Extracted records:
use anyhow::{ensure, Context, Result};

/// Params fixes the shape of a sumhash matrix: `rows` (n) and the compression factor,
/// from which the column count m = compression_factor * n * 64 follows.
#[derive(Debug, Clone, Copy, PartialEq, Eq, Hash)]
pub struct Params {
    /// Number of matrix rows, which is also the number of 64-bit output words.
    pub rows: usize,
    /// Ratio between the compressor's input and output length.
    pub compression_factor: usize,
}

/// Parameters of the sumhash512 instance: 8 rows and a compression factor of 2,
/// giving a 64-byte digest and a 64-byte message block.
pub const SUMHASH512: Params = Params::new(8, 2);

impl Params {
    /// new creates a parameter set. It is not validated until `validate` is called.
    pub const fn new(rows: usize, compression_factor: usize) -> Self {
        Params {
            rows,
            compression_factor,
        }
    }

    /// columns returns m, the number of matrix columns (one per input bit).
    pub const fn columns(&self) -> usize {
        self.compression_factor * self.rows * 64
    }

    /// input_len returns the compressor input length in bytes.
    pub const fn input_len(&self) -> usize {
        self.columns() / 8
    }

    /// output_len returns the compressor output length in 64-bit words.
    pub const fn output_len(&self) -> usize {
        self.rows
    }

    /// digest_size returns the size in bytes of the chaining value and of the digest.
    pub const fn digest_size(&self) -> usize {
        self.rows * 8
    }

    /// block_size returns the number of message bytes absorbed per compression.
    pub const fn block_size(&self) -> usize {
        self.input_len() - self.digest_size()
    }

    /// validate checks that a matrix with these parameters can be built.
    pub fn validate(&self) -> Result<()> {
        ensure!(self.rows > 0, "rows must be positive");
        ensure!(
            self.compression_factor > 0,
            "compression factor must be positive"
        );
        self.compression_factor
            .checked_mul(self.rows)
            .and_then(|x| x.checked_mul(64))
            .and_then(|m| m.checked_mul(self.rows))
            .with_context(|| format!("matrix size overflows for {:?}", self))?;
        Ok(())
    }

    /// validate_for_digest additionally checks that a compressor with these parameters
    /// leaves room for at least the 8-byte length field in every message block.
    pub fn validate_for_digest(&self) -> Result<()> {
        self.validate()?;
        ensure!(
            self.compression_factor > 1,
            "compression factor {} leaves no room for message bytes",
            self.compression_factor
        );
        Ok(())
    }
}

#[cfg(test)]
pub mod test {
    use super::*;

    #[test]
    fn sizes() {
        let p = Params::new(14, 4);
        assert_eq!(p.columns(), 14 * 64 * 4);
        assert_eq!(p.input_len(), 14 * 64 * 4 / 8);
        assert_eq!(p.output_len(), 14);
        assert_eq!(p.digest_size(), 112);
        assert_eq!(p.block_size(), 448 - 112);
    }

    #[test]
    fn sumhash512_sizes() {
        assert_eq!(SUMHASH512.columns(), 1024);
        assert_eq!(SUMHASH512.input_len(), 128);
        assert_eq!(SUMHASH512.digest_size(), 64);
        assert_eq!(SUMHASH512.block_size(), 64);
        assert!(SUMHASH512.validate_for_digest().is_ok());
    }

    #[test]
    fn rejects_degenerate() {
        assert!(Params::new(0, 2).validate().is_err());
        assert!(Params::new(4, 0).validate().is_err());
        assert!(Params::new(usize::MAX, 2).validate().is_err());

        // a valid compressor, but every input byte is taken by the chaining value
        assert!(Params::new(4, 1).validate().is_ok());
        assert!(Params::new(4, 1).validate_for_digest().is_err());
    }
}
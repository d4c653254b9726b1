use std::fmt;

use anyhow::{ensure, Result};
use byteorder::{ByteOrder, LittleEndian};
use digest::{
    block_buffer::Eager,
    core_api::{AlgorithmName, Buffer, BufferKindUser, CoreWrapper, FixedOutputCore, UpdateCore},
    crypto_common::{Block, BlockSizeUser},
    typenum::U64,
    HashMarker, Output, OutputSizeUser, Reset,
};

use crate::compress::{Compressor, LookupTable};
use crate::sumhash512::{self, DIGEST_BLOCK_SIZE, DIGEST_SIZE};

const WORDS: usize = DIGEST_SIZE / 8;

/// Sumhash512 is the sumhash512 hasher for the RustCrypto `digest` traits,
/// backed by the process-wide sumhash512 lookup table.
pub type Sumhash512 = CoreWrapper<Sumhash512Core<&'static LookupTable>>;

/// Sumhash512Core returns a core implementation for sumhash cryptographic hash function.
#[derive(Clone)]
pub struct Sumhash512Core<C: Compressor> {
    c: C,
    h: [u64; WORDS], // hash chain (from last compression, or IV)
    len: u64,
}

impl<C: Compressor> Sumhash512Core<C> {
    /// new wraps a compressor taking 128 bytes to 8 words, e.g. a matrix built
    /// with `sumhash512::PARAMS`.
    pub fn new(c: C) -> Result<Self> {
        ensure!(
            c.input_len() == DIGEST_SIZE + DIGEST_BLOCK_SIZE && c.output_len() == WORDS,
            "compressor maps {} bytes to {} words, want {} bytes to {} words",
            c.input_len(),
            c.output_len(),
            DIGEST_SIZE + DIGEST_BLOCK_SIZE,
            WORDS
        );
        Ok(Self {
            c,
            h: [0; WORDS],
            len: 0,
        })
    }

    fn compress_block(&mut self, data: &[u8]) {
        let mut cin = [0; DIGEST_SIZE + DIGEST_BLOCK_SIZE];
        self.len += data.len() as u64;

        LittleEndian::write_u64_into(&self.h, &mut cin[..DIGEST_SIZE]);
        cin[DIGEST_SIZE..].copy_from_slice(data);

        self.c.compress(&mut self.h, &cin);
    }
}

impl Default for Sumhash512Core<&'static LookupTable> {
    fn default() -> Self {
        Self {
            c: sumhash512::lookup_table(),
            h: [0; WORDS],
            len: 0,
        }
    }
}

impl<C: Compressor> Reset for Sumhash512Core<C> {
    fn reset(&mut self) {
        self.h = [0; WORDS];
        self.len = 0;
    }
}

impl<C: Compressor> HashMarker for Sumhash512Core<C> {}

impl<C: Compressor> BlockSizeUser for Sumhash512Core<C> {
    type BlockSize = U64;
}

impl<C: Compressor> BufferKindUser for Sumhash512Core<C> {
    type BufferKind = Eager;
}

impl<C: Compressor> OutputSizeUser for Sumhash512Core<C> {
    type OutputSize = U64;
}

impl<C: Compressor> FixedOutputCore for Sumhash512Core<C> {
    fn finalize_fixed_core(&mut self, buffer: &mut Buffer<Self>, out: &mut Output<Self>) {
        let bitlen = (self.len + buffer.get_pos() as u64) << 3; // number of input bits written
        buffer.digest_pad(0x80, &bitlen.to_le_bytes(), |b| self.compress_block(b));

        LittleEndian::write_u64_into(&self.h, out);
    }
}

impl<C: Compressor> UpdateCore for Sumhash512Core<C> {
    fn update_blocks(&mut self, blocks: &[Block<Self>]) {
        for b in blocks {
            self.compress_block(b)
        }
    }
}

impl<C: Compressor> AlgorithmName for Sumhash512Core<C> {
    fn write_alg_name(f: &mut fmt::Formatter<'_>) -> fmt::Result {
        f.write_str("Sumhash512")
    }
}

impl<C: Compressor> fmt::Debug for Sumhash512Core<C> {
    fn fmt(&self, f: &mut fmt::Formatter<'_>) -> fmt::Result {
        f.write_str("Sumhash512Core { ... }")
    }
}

==

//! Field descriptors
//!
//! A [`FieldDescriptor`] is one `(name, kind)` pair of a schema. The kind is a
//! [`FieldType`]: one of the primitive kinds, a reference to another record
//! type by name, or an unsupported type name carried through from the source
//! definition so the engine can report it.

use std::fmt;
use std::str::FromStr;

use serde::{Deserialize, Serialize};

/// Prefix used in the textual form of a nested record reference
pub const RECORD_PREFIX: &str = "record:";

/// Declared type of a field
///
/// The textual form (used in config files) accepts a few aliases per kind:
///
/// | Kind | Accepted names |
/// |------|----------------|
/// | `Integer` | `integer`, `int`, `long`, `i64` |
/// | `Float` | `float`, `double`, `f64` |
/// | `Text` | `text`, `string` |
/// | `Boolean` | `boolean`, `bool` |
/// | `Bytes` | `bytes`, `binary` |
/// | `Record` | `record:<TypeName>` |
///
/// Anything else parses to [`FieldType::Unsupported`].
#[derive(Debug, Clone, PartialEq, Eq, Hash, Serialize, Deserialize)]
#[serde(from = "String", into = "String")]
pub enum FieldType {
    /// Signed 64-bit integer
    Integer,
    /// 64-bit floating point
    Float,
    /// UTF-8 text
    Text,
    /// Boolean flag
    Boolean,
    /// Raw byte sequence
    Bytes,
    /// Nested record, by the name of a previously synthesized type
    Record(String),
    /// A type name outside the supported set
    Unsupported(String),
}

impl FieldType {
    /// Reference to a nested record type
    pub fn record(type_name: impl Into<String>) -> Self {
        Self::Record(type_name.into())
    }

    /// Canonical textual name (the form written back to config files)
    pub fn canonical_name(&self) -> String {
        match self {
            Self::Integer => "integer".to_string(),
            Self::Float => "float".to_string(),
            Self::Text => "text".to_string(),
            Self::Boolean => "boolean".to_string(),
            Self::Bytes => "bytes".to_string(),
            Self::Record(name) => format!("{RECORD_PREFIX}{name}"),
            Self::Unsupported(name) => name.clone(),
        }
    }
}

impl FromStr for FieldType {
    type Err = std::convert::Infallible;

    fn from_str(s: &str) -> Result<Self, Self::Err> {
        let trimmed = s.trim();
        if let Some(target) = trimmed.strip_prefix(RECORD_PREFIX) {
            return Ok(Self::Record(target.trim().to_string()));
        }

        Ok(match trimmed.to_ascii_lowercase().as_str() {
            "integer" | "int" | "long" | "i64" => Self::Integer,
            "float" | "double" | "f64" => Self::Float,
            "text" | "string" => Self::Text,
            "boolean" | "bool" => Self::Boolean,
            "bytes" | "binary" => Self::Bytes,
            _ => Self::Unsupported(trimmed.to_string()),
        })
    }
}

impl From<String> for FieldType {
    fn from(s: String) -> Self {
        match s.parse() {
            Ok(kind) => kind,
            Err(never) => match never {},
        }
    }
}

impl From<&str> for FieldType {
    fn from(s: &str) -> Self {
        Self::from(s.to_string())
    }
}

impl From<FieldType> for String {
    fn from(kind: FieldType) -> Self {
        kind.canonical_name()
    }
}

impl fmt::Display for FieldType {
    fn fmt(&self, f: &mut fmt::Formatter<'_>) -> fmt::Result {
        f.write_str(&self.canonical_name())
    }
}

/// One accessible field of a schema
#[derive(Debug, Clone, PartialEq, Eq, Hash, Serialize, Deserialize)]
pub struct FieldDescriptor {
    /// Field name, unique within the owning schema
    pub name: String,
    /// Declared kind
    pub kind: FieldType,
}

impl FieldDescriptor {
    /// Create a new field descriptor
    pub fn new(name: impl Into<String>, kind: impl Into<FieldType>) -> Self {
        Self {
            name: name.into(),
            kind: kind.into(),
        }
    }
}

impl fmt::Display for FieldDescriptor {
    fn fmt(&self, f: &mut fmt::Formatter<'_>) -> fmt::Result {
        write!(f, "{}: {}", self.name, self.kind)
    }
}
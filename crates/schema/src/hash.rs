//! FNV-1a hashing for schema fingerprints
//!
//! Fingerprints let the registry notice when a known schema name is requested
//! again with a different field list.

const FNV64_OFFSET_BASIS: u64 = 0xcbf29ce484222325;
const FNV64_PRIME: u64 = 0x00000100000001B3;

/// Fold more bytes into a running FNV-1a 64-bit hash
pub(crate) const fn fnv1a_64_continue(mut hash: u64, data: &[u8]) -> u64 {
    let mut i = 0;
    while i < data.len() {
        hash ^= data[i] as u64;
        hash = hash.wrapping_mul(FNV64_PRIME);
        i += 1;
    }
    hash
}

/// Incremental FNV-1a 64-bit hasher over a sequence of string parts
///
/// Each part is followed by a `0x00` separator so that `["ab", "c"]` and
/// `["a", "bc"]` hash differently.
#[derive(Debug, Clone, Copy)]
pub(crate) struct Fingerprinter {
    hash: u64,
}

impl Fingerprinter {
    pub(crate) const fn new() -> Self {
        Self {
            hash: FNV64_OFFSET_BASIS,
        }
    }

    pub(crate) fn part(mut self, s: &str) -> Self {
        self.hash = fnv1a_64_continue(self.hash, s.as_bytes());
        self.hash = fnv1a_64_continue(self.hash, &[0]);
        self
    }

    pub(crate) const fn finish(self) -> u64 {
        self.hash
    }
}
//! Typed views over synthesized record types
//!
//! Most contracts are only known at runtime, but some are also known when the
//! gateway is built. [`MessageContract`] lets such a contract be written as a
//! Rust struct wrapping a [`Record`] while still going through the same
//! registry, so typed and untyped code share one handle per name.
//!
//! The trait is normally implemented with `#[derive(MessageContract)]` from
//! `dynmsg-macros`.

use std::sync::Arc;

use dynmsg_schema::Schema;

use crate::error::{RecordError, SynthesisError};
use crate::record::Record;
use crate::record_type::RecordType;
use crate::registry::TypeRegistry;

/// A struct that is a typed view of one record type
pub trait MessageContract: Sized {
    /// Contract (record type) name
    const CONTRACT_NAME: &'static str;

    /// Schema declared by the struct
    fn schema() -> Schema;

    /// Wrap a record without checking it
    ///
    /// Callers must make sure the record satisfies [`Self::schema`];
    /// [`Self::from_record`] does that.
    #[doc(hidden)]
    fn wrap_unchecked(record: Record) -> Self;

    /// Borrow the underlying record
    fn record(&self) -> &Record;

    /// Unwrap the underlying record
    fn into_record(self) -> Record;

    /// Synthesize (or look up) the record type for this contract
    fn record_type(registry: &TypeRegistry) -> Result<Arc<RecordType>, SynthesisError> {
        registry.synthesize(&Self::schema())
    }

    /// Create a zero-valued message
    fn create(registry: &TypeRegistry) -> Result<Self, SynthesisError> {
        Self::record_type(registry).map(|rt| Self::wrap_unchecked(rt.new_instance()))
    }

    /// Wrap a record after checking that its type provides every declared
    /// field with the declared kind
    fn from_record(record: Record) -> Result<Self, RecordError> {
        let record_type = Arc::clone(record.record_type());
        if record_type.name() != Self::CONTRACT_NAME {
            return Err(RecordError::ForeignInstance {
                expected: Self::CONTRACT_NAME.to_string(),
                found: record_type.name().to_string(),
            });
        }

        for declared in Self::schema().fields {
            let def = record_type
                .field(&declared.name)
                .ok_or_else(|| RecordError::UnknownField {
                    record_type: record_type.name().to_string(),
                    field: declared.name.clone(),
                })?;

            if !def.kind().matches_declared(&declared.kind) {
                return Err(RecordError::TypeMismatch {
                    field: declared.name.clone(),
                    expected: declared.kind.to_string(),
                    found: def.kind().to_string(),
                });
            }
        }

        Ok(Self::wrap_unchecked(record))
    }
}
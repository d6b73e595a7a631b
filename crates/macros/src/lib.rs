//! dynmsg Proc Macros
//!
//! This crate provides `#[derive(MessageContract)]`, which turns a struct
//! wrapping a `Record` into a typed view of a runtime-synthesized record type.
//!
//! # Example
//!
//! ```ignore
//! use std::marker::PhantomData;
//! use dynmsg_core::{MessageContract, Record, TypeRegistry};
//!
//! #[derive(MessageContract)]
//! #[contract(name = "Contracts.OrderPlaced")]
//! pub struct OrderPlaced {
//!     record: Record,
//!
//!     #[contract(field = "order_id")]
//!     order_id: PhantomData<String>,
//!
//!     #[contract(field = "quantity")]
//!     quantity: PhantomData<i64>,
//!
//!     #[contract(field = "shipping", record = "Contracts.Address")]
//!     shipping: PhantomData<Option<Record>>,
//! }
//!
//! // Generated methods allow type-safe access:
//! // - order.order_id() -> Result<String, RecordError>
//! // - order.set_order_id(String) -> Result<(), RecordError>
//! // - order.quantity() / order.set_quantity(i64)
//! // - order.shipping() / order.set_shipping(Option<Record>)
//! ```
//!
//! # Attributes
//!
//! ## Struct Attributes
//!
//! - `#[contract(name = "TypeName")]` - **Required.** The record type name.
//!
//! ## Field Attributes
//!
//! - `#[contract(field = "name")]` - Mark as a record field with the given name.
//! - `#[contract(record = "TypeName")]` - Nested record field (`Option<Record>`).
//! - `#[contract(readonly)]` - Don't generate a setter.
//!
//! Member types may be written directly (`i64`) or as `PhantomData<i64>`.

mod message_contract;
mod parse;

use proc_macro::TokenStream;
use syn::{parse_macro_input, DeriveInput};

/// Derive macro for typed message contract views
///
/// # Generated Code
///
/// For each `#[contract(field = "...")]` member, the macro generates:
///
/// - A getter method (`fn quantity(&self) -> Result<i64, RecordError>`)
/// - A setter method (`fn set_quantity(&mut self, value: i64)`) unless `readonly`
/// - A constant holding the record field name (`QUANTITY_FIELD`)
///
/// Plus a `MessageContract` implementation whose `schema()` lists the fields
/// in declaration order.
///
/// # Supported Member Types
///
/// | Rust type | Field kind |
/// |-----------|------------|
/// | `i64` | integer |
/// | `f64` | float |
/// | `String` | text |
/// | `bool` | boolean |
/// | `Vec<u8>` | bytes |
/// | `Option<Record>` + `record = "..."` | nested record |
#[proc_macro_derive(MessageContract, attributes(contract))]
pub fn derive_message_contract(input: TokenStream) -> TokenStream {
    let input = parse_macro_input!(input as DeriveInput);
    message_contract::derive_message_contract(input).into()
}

BRIEF –
A copy of each line above that holds the word "filename" is the expected answer.

YOUR SOLUTION –
filename crates/schema/src/hash.rs
filename crates/macros/src/lib.rs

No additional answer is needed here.